Just Days After Cutting San Jose Workers’ Retirement, HCA Healthcare Announces 2nd Quarter Profits of Over $1 Billion

Just Days After Cutting San Jose Workers’ Retirement, HCA Healthcare Announces 2nd Quarter Profits of Over $1 Billion

“As we work ourselves to physical and emotional exhaustion to keep up with the surge, HCA is rolling in pandemic profits.”  

SAN JOSE, Calif. – HCA Healthcare, the nation’s largest for-profit healthcare chain, announced more than $1 billion in second quarter profits just days after cutting its payments to workers’ 401k retirement accounts at Regional Medical Center and Good Samaritan Hospital.

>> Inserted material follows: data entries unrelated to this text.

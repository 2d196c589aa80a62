use anyhow::Result;

use crate::app::App;

pub fn run(app: &mut App, id: &str) -> Result<()> {
    let view = app.find_word(id)?;

    match app.services.words.toggle_important(&view.id) {
        Some(true) => println!("Starred '{}'", view.word),
        Some(false) => println!("Unstarred '{}'", view.word),
        None => {}
    }

    Ok(())
}
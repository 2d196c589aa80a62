//! Bookmark data models

use serde::{Deserialize, Serialize};

use crate::words::{WordId, WordView};

/// A bookmarked word, denormalized from the corpus at bookmark time so the
/// bookmark list renders without a corpus lookup.
#[derive(Debug, Clone, PartialEq, Serialize, Deserialize)]
pub struct BookmarkEntry {
    pub id: WordId,
    pub word: String,
    pub meaning: String,
}

impl From<&WordView> for BookmarkEntry {
    fn from(view: &WordView) -> Self {
        Self {
            id: view.id.clone(),
            word: view.word.clone(),
            meaning: view.meaning.clone(),
        }
    }
}

/// Load lifecycle of the bookmark collection
#[derive(Debug, Clone, PartialEq)]
pub enum LoadState {
    /// Initial state, and re-entered on every retry
    Loading,
    /// Entries are authoritative (possibly empty)
    Ready,
    /// Load failed; entries are empty until a retry succeeds
    Error(String),
}

impl LoadState {
    pub fn is_ready(&self) -> bool {
        matches!(self, LoadState::Ready)
    }
}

The corporation’s stock price jumped 11 percent when the second quarter profits were  announced. The giant hospital chain also has received more than $5 billion in federal coronavirus bailout money and relief.

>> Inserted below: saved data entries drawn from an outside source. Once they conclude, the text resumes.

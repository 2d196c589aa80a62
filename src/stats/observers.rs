//! Stats change notification

use std::sync::{Arc, Mutex};

/// Token handed out by `subscribe`; passing it back unregisters the
/// observer. Tokens are never reused within a registry.
#[derive(Debug, Clone, Copy, PartialEq, Eq, Hash)]
pub struct SubscriberId(u64);

type Callback = Arc<dyn Fn() + Send + Sync>;

/// Registry of stats observers.
///
/// Cloned handles share one observer list; the tracker keeps one clone and
/// its flush task keeps another so completed saves can notify subscribers.
#[derive(Clone, Default)]
pub struct ObserverRegistry {
    inner: Arc<Mutex<Inner>>,
}

#[derive(Default)]
struct Inner {
    next_id: u64,
    observers: Vec<(SubscriberId, Callback)>,
}

impl ObserverRegistry {
    pub fn new() -> Self {
        Self::default()
    }

    /// Register `callback` to run on every stats change. Registration order
    /// is notification order.
    pub fn subscribe(&self, callback: impl Fn() + Send + Sync + 'static) -> SubscriberId {
        let mut inner = self.inner.lock().unwrap();
        let id = SubscriberId(inner.next_id);
        inner.next_id += 1;
        inner.observers.push((id, Arc::new(callback)));
        id
    }

    /// Unregister `id`. Unknown or already removed tokens are ignored.
    pub fn unsubscribe(&self, id: SubscriberId) {
        self.inner
            .lock()
            .unwrap()
            .observers
            .retain(|(sid, _)| *sid != id);
    }

    pub fn len(&self) -> usize {
        self.inner.lock().unwrap().observers.len()
    }

    pub fn is_empty(&self) -> bool {
        self.len() == 0
    }

    /// Invoke every observer. The list is snapshotted before any callback
    /// runs, so callbacks may subscribe or unsubscribe freely.
    pub fn notify_all(&self) {
        let callbacks: Vec<Callback> = {
            let inner = self.inner.lock().unwrap();
            inner.observers.iter().map(|(_, cb)| Arc::clone(cb)).collect()
        };
        for callback in callbacks {
            callback();
        }
    }
}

HCA recently came to its workers demanding they forgo negotiated raises. When the workers refused, citing the intense work and danger brought on by the pandemic, the corporation said it would cut the company’s contribution to their 401k by an equal amount.

“As we work ourselves to physical and emotional exhaustion to keep up with the COVID-19 surge, HCA is rolling in pandemic profits,” said Adrienne Romano, a certified nursing assistant in the mother baby unit at Good Samaritan hospital. “And then, at this critical moment, the corporation chooses to further destroy the morale of the healthcare heroes our community relying on to get through the coronavirus crisis by cutting our retirement.”

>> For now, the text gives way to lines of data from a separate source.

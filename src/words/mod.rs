pub mod catalog;
pub mod manager;
pub mod models;

pub use catalog::WordCatalog;
pub use manager::{WordStateManager, SAVE_DEBOUNCE, WORD_BATCH_SIZE};
pub use models::{WordId, WordRecord, WordView};
//! Persisted bookmark payload decoding.
//!
//! The on-disk shape changed twice across app releases. Payloads are decoded
//! against the known shapes in order, newest first, and every accepted entry
//! is validated individually so one bad entry never takes down the list.

use std::fmt;

use serde_json::Value;
use thiserror::Error;

use crate::words::WordId;

use super::models::BookmarkEntry;

/// Cheap corruption sniff run before parsing: a value that starts with
/// neither `[` nor `{` cannot be any known payload and is repaired by
/// deleting it rather than surfacing a decode error.
pub fn looks_like_json(raw: &str) -> bool {
    raw.starts_with('[') || raw.starts_with('{')
}

/// Which historical schema a payload decoded through
#[derive(Debug, Clone, Copy, PartialEq, Eq)]
pub enum PayloadShape {
    /// Current shape: a bare JSON array of entries
    BareArray,
    /// Legacy `{"bookmarks": [...]}` wrapper
    Wrapped,
    /// Legacy persist-middleware envelope `{"state": {"bookmarks": [...]}}`
    Envelope,
}

impl fmt::Display for PayloadShape {
    fn fmt(&self, f: &mut fmt::Formatter<'_>) -> fmt::Result {
        let name = match self {
            PayloadShape::BareArray => "bare array",
            PayloadShape::Wrapped => "wrapped object",
            PayloadShape::Envelope => "state envelope",
        };
        f.write_str(name)
    }
}

#[derive(Debug, Error, PartialEq)]
pub enum DecodeError {
    #[error("bookmark data is unreadable: {0}")]
    Parse(String),

    #[error("bookmark data is not in a known format")]
    UnknownShape,
}

pub struct DecodedBookmarks {
    pub entries: Vec<BookmarkEntry>,
    pub shape: PayloadShape,
    /// Entries that failed validation and were dropped
    pub dropped: usize,
}

pub fn decode_payload(raw: &str) -> Result<DecodedBookmarks, DecodeError> {
    let value: Value = serde_json::from_str(raw).map_err(|e| DecodeError::Parse(e.to_string()))?;

    let (raw_entries, shape) = if let Some(entries) = value.as_array() {
        (entries, PayloadShape::BareArray)
    } else if let Some(entries) = value.get("bookmarks").and_then(Value::as_array) {
        (entries, PayloadShape::Wrapped)
    } else if let Some(entries) = value
        .get("state")
        .and_then(|state| state.get("bookmarks"))
        .and_then(Value::as_array)
    {
        (entries, PayloadShape::Envelope)
    } else {
        return Err(DecodeError::UnknownShape);
    };

    let mut entries = Vec::with_capacity(raw_entries.len());
    let mut dropped = 0;
    for item in raw_entries {
        match validate_entry(item) {
            Some(entry) => entries.push(entry),
            None => dropped += 1,
        }
    }

    Ok(DecodedBookmarks {
        entries,
        shape,
        dropped,
    })
}

/// An entry must carry an id plus string `word` and `meaning` fields.
fn validate_entry(value: &Value) -> Option<BookmarkEntry> {
    let obj = value.as_object()?;
    let id: WordId = serde_json::from_value(obj.get("id")?.clone()).ok()?;
    let word = obj.get("word")?.as_str()?.to_string();
    let meaning = obj.get("meaning")?.as_str()?.to_string();
    Some(BookmarkEntry { id, word, meaning })
}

Recent figures paint a picture of a healthcare corporation that takes care of its executives even as it turns on its workers. In 2019, the company’s top six executives were paid a combined $57 million in compensation, with the CEO, Samuel Hazen, getting nearly $27 million, or more than $12,870 an hour.

“HCA’s actions demonstrate the extent to which so much of corporate behavior in America is completely detached from the lives of working people and lacks any sense of decency or  fairness,” said Blanca Mendoza, an environmental services worker in the emergency department at Regional Medical Center. “Despite the suffering the pandemic has unleashed, for them it still appears to be all about the money.”